Nor are they going to replace or remove the other types, which will regain their positions when the health crisis and its economic aftermath disappear. Although funds and family offices reduced their investment volumes in 2020 compared with 2019, across the board, cash is still very cheap and there are large amounts of liquidity in the economy, which is certain to prompt an increase in investment when the pandemic is brought under control.
It would be very easy to say that unicorns are myths whereas camels are real animals, but not everything is that simple. As soon as COVID-19 wanes, interest in unicorns will return and it will probably also remain in camels. It is simply that the variety of targets competing for finance providers’ attention will increase.
Funds, advisors, incubators, accelerators and lawyers have to keep this factor in mind to be able to adapt our activities to the interests of the various species at the zoo belonging to the race of emerging companies, because their needs are clearly going to be slightly different as well as the results that may be expected of them.
Services such as due diligence work or analysis of business plans for both of them will be very similar, as well as their shareholders’ agreements, stock options or the details of their funding rounds, although not so much their funding needs as such or exit forecasts.
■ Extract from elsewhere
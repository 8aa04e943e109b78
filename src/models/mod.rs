pub mod file_entry;
pub mod listing;
pub mod preview;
They might also have different types of funders, and we may see the appearance of funds focusing more specifically on one or another type or family offices showing greater interest in unicorns or camels.
The market will tell us shortly, although we are convinced that camels are here to stay, even though there are some who do not see them as proper startups and do not feel sufficient interest in them.
Whatever the case, we need to be ready and adapt to cater for their characteristics so that we can support them regarding the needs of what, as we have highlighted, are going to be, in part, different branches of conventional startups.